Как-то такой же ночью лет двадцать назад… Иногда я пытаюсь отвоевать себя у далекого прошлого. И хотя понимаю, что ничто ничего и не объясняет, для меня существуют все же некие вехи, которые, подобно геодезическим знакам, размечают карту моей жизни, напоминающую мне о прошлом. И жизнь моя расширяет свои пределы, выходит за свои реальные границы. Я как будто не живу сам, а обнаруживаю себя погруженным в жизнь, смотрю на нее со стороны, как свидетель происходящего. Я ведь еще не рассказал о своем псе Мондего. Был июньский вечер, мы, трое братьев, возвращались из школы. Пройдя какую-то часть пути по шоссе, мы обычно сворачивали на идущую через возделанное поле дорогу.
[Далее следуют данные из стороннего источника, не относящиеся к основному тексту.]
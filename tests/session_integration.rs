// SPDX-License-Identifier: MPL-2.0
//! Session tests: a controller on tokio talking to a media task over channels.

use std::sync::{Arc, Mutex};
use std::time::Duration;

use overlay_player::config::PlayerOptions;
use overlay_player::diagnostics::{DiagnosticEventKind, DiagnosticsCollector, UserAction};
use overlay_player::error::PlaybackError;
use overlay_player::overlay::{AutoHideDelay, ControlsVisibility, ControllerBuilder, RenderDirectives};
use overlay_player::player::{
    AudioMode, MediaCommand, MediaCommandSender, PlaybackState, PlaybackStatus, StatusRequest,
};
use overlay_player::session::{self, PlayerEvent, TokioScheduler};

fn options() -> PlayerOptions {
    PlayerOptions::default().with_source("file:///movie.mp4")
}

#[tokio::test(start_paused = true)]
async fn commands_reach_the_media_task_in_order() {
    let (events, event_rx) = session::channel();
    let (media, mut media_rx) = MediaCommandSender::channel();
    let controller = ControllerBuilder::new(options()).mount(media, TokioScheduler::new(&events));
    let session = tokio::spawn(session::run(controller, event_rx));

    let sends = [
        PlayerEvent::Status(PlaybackStatus::loaded(2_000, 8_000).playing(true)),
        PlayerEvent::ToggleControls,
    ];
    for event in sends {
        events.send(event).expect("session running");
    }
    tokio::time::sleep(Duration::from_millis(350)).await;
    events
        .send(PlayerEvent::TogglePlayback)
        .expect("session running");
    events
        .send(PlayerEvent::ScrubReleased(0.5))
        .expect("session running");
    events.send(PlayerEvent::Unmount).expect("session running");

    let snapshot = session.await.expect("session task");
    assert_eq!(snapshot.position_millis, 4_000);
    assert_eq!(snapshot.state, PlaybackState::Paused);

    let mut commands = Vec::new();
    while let Ok(command) = media_rx.try_recv() {
        commands.push(command);
    }
    assert_eq!(
        commands,
        vec![
            MediaCommand::SetAudioMode(AudioMode::default()),
            MediaCommand::SetStatus(StatusRequest::pause()),
            MediaCommand::SetStatus(StatusRequest::seek_to(4_000)),
            MediaCommand::Stop,
        ]
    );
}

#[tokio::test(start_paused = true)]
async fn controls_hide_after_the_configured_delay() {
    let (events, event_rx) = session::channel();
    let (media, _media_rx) = MediaCommandSender::channel();
    let renders: Arc<Mutex<Vec<RenderDirectives>>> = Arc::default();
    let sink = Arc::clone(&renders);

    let controller = ControllerBuilder::new(PlayerOptions {
        auto_hide_delay: AutoHideDelay::new(1_000),
        ..options()
    })
    .on_render(move |directives| sink.lock().expect("lock").push(directives.clone()))
    .mount(media, TokioScheduler::new(&events));
    let session = tokio::spawn(session::run(controller, event_rx));

    events
        .send(PlayerEvent::Status(PlaybackStatus::loaded(0, 30_000).playing(true)))
        .expect("session running");
    events
        .send(PlayerEvent::ToggleControls)
        .expect("session running");

    tokio::time::sleep(Duration::from_millis(500)).await;
    let visible = renders
        .lock()
        .expect("lock")
        .last()
        .map(|d| d.snapshot.controls_visibility);
    assert_eq!(visible, Some(ControlsVisibility::Visible));

    tokio::time::sleep(Duration::from_millis(1_000)).await;
    events.send(PlayerEvent::Unmount).expect("session running");
    let snapshot = session.await.expect("session task");
    assert_eq!(snapshot.controls_visibility, ControlsVisibility::Hidden);
}

#[tokio::test(start_paused = true)]
async fn session_logs_user_actions() {
    let mut collector = DiagnosticsCollector::default();
    let (events, event_rx) = session::channel();
    let (media, _media_rx) = MediaCommandSender::channel();
    let controller = ControllerBuilder::new(options())
        .diagnostics(collector.handle())
        .mount(media, TokioScheduler::new(&events));
    let session = tokio::spawn(session::run(controller, event_rx));

    events
        .send(PlayerEvent::ToggleControls)
        .expect("session running");
    drop(events);
    session.await.expect("session task");

    collector.process_pending();
    assert!(collector.iter().any(|event| event.kind
        == DiagnosticEventKind::UserAction {
            action: UserAction::ToggleControls,
            details: None,
        }));
}

#[tokio::test(start_paused = true)]
async fn dead_media_task_does_not_stop_the_session() {
    let (events, event_rx) = session::channel();
    let (media, media_rx) = MediaCommandSender::channel();
    drop(media_rx);

    let errors = Arc::new(Mutex::new(Vec::new()));
    let sink = Arc::clone(&errors);
    let controller = ControllerBuilder::new(options())
        .on_error(move |event| {
            sink.lock()
                .expect("lock")
                .push((event.is_fatal(), event.error.clone()));
        })
        .mount(media, TokioScheduler::new(&events));
    let session = tokio::spawn(session::run(controller, event_rx));

    events
        .send(PlayerEvent::Status(PlaybackStatus::loaded(1_000, 5_000)))
        .expect("session running");
    drop(events);

    let snapshot = session.await.expect("session task");
    assert_eq!(snapshot.state, PlaybackState::Paused);
    assert_eq!(
        *errors.lock().expect("lock"),
        vec![(false, PlaybackError::MediaUnavailable)]
    );
}
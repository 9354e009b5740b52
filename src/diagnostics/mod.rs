// SPDX-License-Identifier: MPL-2.0
//! Diagnostics module for recording player activity.
//!
//! Controllers log user actions, state transitions, warnings and errors
//! through a [`DiagnosticsHandle`]. A [`DiagnosticsCollector`] keeps them in
//! a memory-bounded circular buffer and exports them as a JSON report.
//!
//! # Architecture
//!
//! - [`CircularBuffer`]: Generic ring buffer with configurable capacity
//! - [`DiagnosticEvent`]: Timestamped event with a [`DiagnosticEventKind`]
//! - [`BufferCapacity`]: Newtype for validated buffer capacity bounds

mod buffer;
mod collector;
mod events;

pub use buffer::{BufferCapacity, CircularBuffer};
pub use collector::{DiagnosticReport, DiagnosticsCollector, DiagnosticsHandle, SerializableEvent};
pub use events::{DiagnosticEvent, DiagnosticEventKind, PlayerStateEvent, UserAction};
Как сейчас, помню этот вечер. По дороге едут телеги, горячая пыль золотит придорожные деревья, косые лучи солнца скользят по их листве. Откуда-то издалека доносится чей-то голос. Безымянный. Дух самой земли. И вот именно в этот момент я замечаю, что следом за нами идет шелудивый пес. Эваристо тут же запустил в него камнем. Пес взвыл и остановился. Но какое-то время спустя Томас заметил, что пес опять идет за нами. Как видно, бездомный искал себе хозяина. Чертыхаясь, Эваристо снова нагнулся, но пес, искоса взглянув на него, почуял опасность и бросился прочь. Такое смирение пса вызвало во мне жалость и чувство превосходства, свойственное всякому жалеющему.